Materials provided —
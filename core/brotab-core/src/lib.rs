//! # brotab-core
//!
//! Tab-state reconciliation for the brotab command-line client.
//!
//! Given the tabs listed before a user edit and the tabs parsed from the
//! edited text, the engine infers the delete, move and update commands that
//! turn one into the other, and can replay those commands against an
//! in-memory tab list.
//!
//! ## Design Principles
//!
//! - **Synchronous**: No async runtime dependency. Inference is pure and runs
//!   on in-memory lists.
//! - **Infer before apply**: [`infer_all`] either returns every command list
//!   or an error; callers never see a partial result.
//! - **Explicit context**: configuration is a value ([`ClientConfig`]) passed
//!   down by the caller, never a process-wide global.
//!
//! ## Quick Start
//!
//! ```rust,ignore
//! use brotab_core::{infer_all, parse_tab_lines};
//!
//! let before = parse_tab_lines(&listed)?;
//! let after = parse_tab_lines(&edited)?;
//! let plan = infer_all(&before, &after)?;
//! ```

pub mod apply;
pub mod commands;
pub mod config;
pub mod editor;
pub mod error;
pub mod index;
pub mod lis;
pub mod patterns;
pub mod reconcile;
pub mod tab;

pub use apply::{apply_all, apply_deletes, apply_moves, apply_updates};
pub use commands::{Command, DeleteCommand, MoveCommand, UpdateCommand};
pub use config::ClientConfig;
pub use editor::{edit_tabs_in_editor, EditOutcome};
pub use error::{ReconcileError, Result};
pub use lis::longest_increasing_subsequence;
pub use reconcile::{infer_all, infer_deletes, infer_moves, infer_updates, Reconciliation};
pub use tab::{parse_tab_lines, split_tab_ids, Tab, TabId};

pub use brotab_protocol::TabProperties;
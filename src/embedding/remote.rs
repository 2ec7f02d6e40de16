//! Remote HTTP embedding provider.
//!
//! Talks to a local embedding endpoint (Ollama-style API): POST
//! `{"model": ..., "prompt": ...}`, response `{"embedding": [f32, ...]}`.
//! Every transport or shape error maps to `EmbeddingUnavailable` so the
//! search engine can degrade instead of failing the query.

use serde::Deserialize;
use std::time::Duration;

use crate::config::EmbeddingConfig;
use crate::embedding::{normalize, EmbeddingProvider, EMBEDDING_DIM};
use crate::error::{EngramError, Result};

pub struct RemoteEmbeddingProvider {
    client: reqwest::blocking::Client,
    endpoint: String,
    model: String,
}

#[derive(Deserialize)]
struct EmbeddingResponse {
    embedding: Vec<f32>,
}

impl RemoteEmbeddingProvider {
    pub fn new(config: &EmbeddingConfig) -> anyhow::Result<Self> {
        let client = reqwest::blocking::Client::builder()
            .timeout(Duration::from_secs(10))
            .build()?;
        Ok(Self {
            client,
            endpoint: config.endpoint.clone(),
            model: config.model.clone(),
        })
    }
}

impl EmbeddingProvider for RemoteEmbeddingProvider {
    fn embed(&self, text: &str) -> Result<Vec<f32>> {
        let response = self
            .client
            .post(&self.endpoint)
            .json(&serde_json::json!({
                "model": self.model,
                "prompt": text,
            }))
            .send()
            .map_err(|e| EngramError::EmbeddingUnavailable(e.to_string()))?;

        if !response.status().is_success() {
            return Err(EngramError::EmbeddingUnavailable(format!(
                "endpoint returned HTTP {}",
                response.status()
            )));
        }

        let parsed: EmbeddingResponse = response
            .json()
            .map_err(|e| EngramError::EmbeddingUnavailable(format!("bad response shape: {e}")))?;

        let mut vector = parsed.embedding;
        if vector.len() != EMBEDDING_DIM {
            return Err(EngramError::EmbeddingUnavailable(format!(
                "expected {EMBEDDING_DIM} dimensions, got {}",
                vector.len()
            )));
        }

        normalize(&mut vector);
        Ok(vector)
    }
}
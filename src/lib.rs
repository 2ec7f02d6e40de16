//! Persistent knowledge for AI coding assistants — decisions, solutions, and
//! lessons that survive across independent work sessions, served over MCP.
//!
//! Engram stores five kinds of knowledge (decisions, solutions, lessons,
//! facts, conventions) in a single SQLite file and retrieves them through a
//! four-tier search fusion engine:
//!
//! | Tier | Strategy | Source |
//! |------|----------|--------|
//! | 1 | BM25 keyword | FTS5 inverted index |
//! | 2 | Cosine similarity | [sqlite-vec](https://github.com/asg017/sqlite-vec) vectors |
//! | 3 | Fuzzy ratio | typo / partial-match recovery |
//! | 4 | Graph expansion | one hop over typed relations |
//!
//! Scores from all tiers are summed per record, decayed by age with a
//! recall-frequency boost, and trimmed to a token budget.
//!
//! # Architecture
//!
//! - **Storage**: SQLite (WAL) with FTS5 for keyword search and sqlite-vec
//!   for vector search, both kept in sync with the primary rows
//!   transactionally
//! - **Dedup**: Jaccard + fuzzy-ratio gate at save time; pairwise
//!   consolidation on demand
//! - **Retention**: explicit sweeps through active → archived → purged zones
//! - **Self-improvement**: errors → voted insights → behavioral rules with
//!   measured success rates and auto-suspension
//! - **Transport**: MCP over stdio; a separate read-only HTTP dashboard
//!
//! # Modules
//!
//! - [`config`] — TOML configuration with environment overrides
//! - [`db`] — SQLite initialization, schema, and migrations
//! - [`embedding`] — the external embedding seam (remote endpoint or disabled)
//! - [`knowledge`] — store, search fusion, relations, retention, stats, export
//! - [`improve`] — the self-improvement pipeline
//! - [`session`] — per-process session context and raw call logging
//! - [`similarity`] — Jaccard, fuzzy ratio, cosine

pub mod config;
pub mod db;
pub mod embedding;
pub mod error;
pub mod extract;
pub mod improve;
pub mod knowledge;
pub mod session;
pub mod similarity;
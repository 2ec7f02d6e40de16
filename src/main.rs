mod cli;
mod config;
mod dashboard;
mod db;
mod embedding;
mod error;
mod extract;
mod improve;
mod knowledge;
mod server;
mod session;
mod similarity;
mod tools;

use anyhow::Result;
use clap::{Parser, Subcommand};
use tracing_subscriber::EnvFilter;

#[derive(Parser)]
#[command(name = "engram", version, about = "Persistent knowledge MCP server for AI coding assistants")]
struct Cli {
    #[command(subcommand)]
    command: Command,
}

#[derive(Subcommand)]
enum Command {
    /// Start the MCP server (stdio transport)
    Serve,
    /// Start the read-only web dashboard
    Dashboard,
    /// Print store statistics
    Stats,
    /// Export all non-purged records as JSON
    Export {
        /// Export only this project
        #[arg(long)]
        project: Option<String>,
        /// Print to stdout only, skip the snapshot file
        #[arg(long)]
        no_save: bool,
    },
    /// Run the retention sweeps (dry-run by default)
    Forget {
        /// Apply the sweep instead of previewing it
        #[arg(long)]
        apply: bool,
    },
    /// Merge near-duplicate records (dry-run by default)
    Consolidate {
        /// Consolidate only this project
        #[arg(long)]
        project: Option<String>,
        /// Apply the merges instead of previewing them
        #[arg(long)]
        apply: bool,
    },
}

#[tokio::main]
async fn main() -> Result<()> {
    let cli = Cli::parse();

    let config = config::EngramConfig::load()?;

    // Log to stderr so stdout stays clean for MCP JSON-RPC.
    let filter = EnvFilter::try_new(&config.server.log_level)
        .unwrap_or_else(|_| EnvFilter::new("info"));
    tracing_subscriber::fmt()
        .with_env_filter(filter)
        .with_writer(std::io::stderr)
        .init();

    match cli.command {
        Command::Serve => {
            server::serve_stdio(config).await?;
        }
        Command::Dashboard => {
            dashboard::serve_dashboard(config).await?;
        }
        Command::Stats => {
            cli::stats::show_stats(&config)?;
        }
        Command::Export { project, no_save } => {
            cli::export::export(&config, project.as_deref(), no_save)?;
        }
        Command::Forget { apply } => {
            cli::maintenance::forget(&config, apply)?;
        }
        Command::Consolidate { project, apply } => {
            cli::maintenance::consolidate(&config, project.as_deref(), apply)?;
        }
    }

    Ok(())
}
//! JSON snapshot export.
//!
//! Exports every non-purged knowledge record plus sessions and relations.
//! Archived and superseded rows are included — export is the one read that
//! still sees them; purged rows stay out entirely.

use rusqlite::Connection;
use serde::Serialize;
use std::path::{Path, PathBuf};

use crate::error::Result;
use crate::knowledge::store::{knowledge_from_row, KNOWLEDGE_COLUMNS};
use crate::knowledge::types::{Knowledge, Relation, Session};

const EXPORT_FORMAT_VERSION: &str = "1";

/// Full snapshot payload.
#[derive(Debug, Serialize)]
pub struct ExportData {
    pub version: String,
    pub exported_at: String,
    pub knowledge: Vec<Knowledge>,
    pub sessions: Vec<Session>,
    pub relations: Vec<Relation>,
}

/// Build a snapshot of all non-purged records, optionally scoped to a project.
pub fn export_snapshot(conn: &Connection, project: Option<&str>) -> Result<ExportData> {
    let mut sql = format!(
        "SELECT {KNOWLEDGE_COLUMNS} FROM knowledge WHERE status != 'purged'"
    );
    let mut sql_params: Vec<Box<dyn rusqlite::types::ToSql>> = Vec::new();
    if let Some(p) = project {
        sql_params.push(Box::new(p.to_string()));
        sql.push_str(" AND project = ?1");
    }
    sql.push_str(" ORDER BY created_at");

    let mut stmt = conn.prepare(&sql)?;
    let knowledge: Vec<Knowledge> = stmt
        .query_map(
            rusqlite::params_from_iter(sql_params.iter().map(|p| p.as_ref())),
            knowledge_from_row,
        )?
        .collect::<std::result::Result<Vec<_>, _>>()?;

    let mut stmt = conn.prepare(
        "SELECT id, started_at, project, branch, tool_call_count FROM sessions ORDER BY started_at",
    )?;
    let sessions: Vec<Session> = stmt
        .query_map([], |row| {
            Ok(Session {
                id: row.get(0)?,
                started_at: row.get(1)?,
                project: row.get(2)?,
                branch: row.get(3)?,
                tool_call_count: row.get(4)?,
            })
        })?
        .collect::<std::result::Result<Vec<_>, _>>()?;

    let mut stmt = conn.prepare(
        "SELECT id, from_id, to_id, relation_type, created_at FROM relations ORDER BY created_at",
    )?;
    let relations: Vec<Relation> = stmt
        .query_map([], |row| {
            let type_str: String = row.get(3)?;
            Ok(Relation {
                id: row.get(0)?,
                from_id: row.get(1)?,
                to_id: row.get(2)?,
                relation_type: type_str.parse().map_err(|_| rusqlite::Error::InvalidQuery)?,
                created_at: row.get(4)?,
            })
        })?
        .collect::<std::result::Result<Vec<_>, _>>()?;

    Ok(ExportData {
        version: EXPORT_FORMAT_VERSION.to_string(),
        exported_at: chrono::Utc::now().to_rfc3339(),
        knowledge,
        sessions,
        relations,
    })
}

/// Write a snapshot to a timestamped file under the exports directory.
pub fn write_snapshot(data: &ExportData, exports_dir: &Path, project: Option<&str>) -> Result<PathBuf> {
    let stamp = chrono::Utc::now().format("%Y%m%d_%H%M%S");
    let scope = project.unwrap_or("all");
    let path = exports_dir.join(format!("export_{scope}_{stamp}.json"));

    let json = serde_json::to_string_pretty(data)?;
    std::fs::write(&path, json)?;
    Ok(path)
}
pub mod migrations;
pub mod schema;

use anyhow::{Context, Result};
use rusqlite::{Connection, OpenFlags};
use sqlite_vec::sqlite3_vec_init;
use std::path::Path;
use std::sync::Once;

static SQLITE_VEC_INIT: Once = Once::new();

/// Register the sqlite-vec extension globally. Safe to call multiple times.
pub fn load_sqlite_vec() {
    SQLITE_VEC_INIT.call_once(|| unsafe {
        rusqlite::ffi::sqlite3_auto_extension(Some(std::mem::transmute(
            sqlite3_vec_init as *const (),
        )));
    });
}

/// Open (or create) the Engram database at the given path, with all extensions
/// loaded and schema initialized. This is the single-writer handle.
pub fn open_database(path: impl AsRef<Path>) -> Result<Connection> {
    let path = path.as_ref();

    // Ensure parent directory exists
    if let Some(parent) = path.parent() {
        std::fs::create_dir_all(parent)
            .with_context(|| format!("failed to create directory {}", parent.display()))?;
    }

    load_sqlite_vec();

    let conn = Connection::open(path)
        .with_context(|| format!("failed to open database at {}", path.display()))?;

    // WAL so concurrent readers see a consistent snapshot during writes
    conn.pragma_update(None, "journal_mode", "WAL")?;
    conn.pragma_update(None, "synchronous", "NORMAL")?;
    conn.pragma_update(None, "foreign_keys", "ON")?;

    schema::init_schema(&conn).context("failed to initialize schema")?;
    migrations::run_migrations(&conn).context("failed to run migrations")?;

    tracing::info!(path = %path.display(), "database initialized");
    Ok(conn)
}

/// Open the database read-only (dashboard process). Never takes a write lock;
/// tolerates a concurrent external writer via WAL.
pub fn open_database_readonly(path: impl AsRef<Path>) -> Result<Connection> {
    let path = path.as_ref();
    load_sqlite_vec();

    let conn = Connection::open_with_flags(
        path,
        OpenFlags::SQLITE_OPEN_READ_ONLY | OpenFlags::SQLITE_OPEN_URI,
    )
    .with_context(|| format!("failed to open database read-only at {}", path.display()))?;

    Ok(conn)
}

/// Open an in-memory database for testing.
#[cfg(test)]
pub fn open_memory_database() -> Result<Connection> {
    load_sqlite_vec();
    let conn = Connection::open_in_memory().context("failed to open in-memory database")?;
    conn.pragma_update(None, "foreign_keys", "ON")?;
    schema::init_schema(&conn).context("failed to initialize schema")?;
    migrations::run_migrations(&conn).context("failed to run migrations")?;
    Ok(conn)
}
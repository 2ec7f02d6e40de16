#![allow(dead_code)]

use engram::db;
use engram::knowledge::store::{save_knowledge, NewKnowledge, SaveResult};
use engram::knowledge::types::KnowledgeType;
use rusqlite::{params, Connection};

/// Open a fresh in-memory database with schema and migrations applied.
pub fn test_db() -> Connection {
    db::load_sqlite_vec();
    let conn = Connection::open_in_memory().unwrap();
    conn.pragma_update(None, "foreign_keys", "ON").unwrap();
    db::schema::init_schema(&conn).unwrap();
    db::migrations::run_migrations(&conn).unwrap();
    conn
}

/// Deterministic 384-dim unit embedding with a spike at position `seed`.
pub fn test_embedding(seed: usize) -> Vec<f32> {
    let mut v = vec![0.0f32; 384];
    v[seed % 384] = 1.0;
    v
}

/// Save a record through the full write path. Returns the save result.
pub fn save(
    conn: &mut Connection,
    content: &str,
    knowledge_type: KnowledgeType,
    project: &str,
    tags: &[String],
    embedding: Option<&[f32]>,
) -> SaveResult {
    save_knowledge(
        conn,
        &NewKnowledge {
            content,
            knowledge_type,
            project,
            tags,
            context: "",
            branch: None,
            confidence: None,
            session_id: None,
        },
        embedding,
    )
    .unwrap()
}

/// Convenience: save a fact with no tags and no vector.
pub fn save_fact(conn: &mut Connection, content: &str, project: &str) -> String {
    save(conn, content, KnowledgeType::Fact, project, &[], None).id
}

/// Backdate a record's created_at and last_confirmed by `days`.
pub fn backdate(conn: &Connection, id: &str, days: i64) {
    let ts = (chrono::Utc::now() - chrono::Duration::days(days)).to_rfc3339();
    conn.execute(
        "UPDATE knowledge SET created_at = ?1, last_confirmed = ?1 WHERE id = ?2",
        params![ts, id],
    )
    .unwrap();
}

/// A fixed-output embedding provider for semantic-tier tests.
pub struct FixedEmbedder(pub Vec<f32>);

impl engram::embedding::EmbeddingProvider for FixedEmbedder {
    fn embed(&self, _text: &str) -> engram::error::Result<Vec<f32>> {
        Ok(self.0.clone())
    }
}
//! Self-improvement pipeline: errors → insights → rules.
//!
//! A closed loop over three record families. Recurring errors raise a
//! pattern signal ([`errors`]), patterns get distilled into voted insights
//! ([`insights`]), and insights that clear the thresholds promote into
//! behavioral rules with measured success rates and auto-suspension
//! ([`rules`]). [`patterns`] holds the read-only aggregations and
//! [`reflect`] the free-form task retrospectives.

pub mod errors;
pub mod insights;
pub mod patterns;
pub mod rules;
pub mod types;

use rusqlite::{params, Connection};
use serde::Serialize;

use crate::error::{EngramError, Result};

/// Result returned from a reflect operation.
#[derive(Debug, Serialize)]
pub struct ReflectResult {
    pub id: String,
}

/// Store a free-form reflection on a completed task.
pub fn reflect(
    conn: &Connection,
    reflection: &str,
    task_summary: &str,
    outcome: &str,
    project: &str,
    session_id: Option<&str>,
) -> Result<ReflectResult> {
    if reflection.trim().is_empty() {
        return Err(EngramError::invalid("reflection", "must not be empty"));
    }

    let id = uuid::Uuid::now_v7().to_string();
    let now = chrono::Utc::now().to_rfc3339();

    conn.execute(
        "INSERT INTO reflections (id, reflection, task_summary, outcome, project, session_id, created_at) \
         VALUES (?1, ?2, ?3, ?4, ?5, ?6, ?7)",
        params![id, reflection, task_summary, outcome, project, session_id, now],
    )?;

    Ok(ReflectResult { id })
}

#[cfg(test)]
mod tests {
    use super::*;
    use crate::db;

    #[test]
    fn reflect_stores_row() {
        let conn = db::open_memory_database().unwrap();
        let result = reflect(
            &conn,
            "Should have checked the migration order before running the deploy",
            "Deploy the billing service",
            "partial",
            "infra",
            Some("sess-1"),
        )
        .unwrap();

        let (text, outcome): (String, String) = conn
            .query_row(
                "SELECT reflection, outcome FROM reflections WHERE id = ?1",
                params![result.id],
                |row| Ok((row.get(0)?, row.get(1)?)),
            )
            .unwrap();
        assert!(text.contains("migration order"));
        assert_eq!(outcome, "partial");
    }

    #[test]
    fn empty_reflection_rejected() {
        let conn = db::open_memory_database().unwrap();
        assert!(reflect(&conn, " ", "", "", "general", None).is_err());
    }
}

Exercise —
Lines with the word "branch" in the data need counting; report the count alone.

Answer box —
3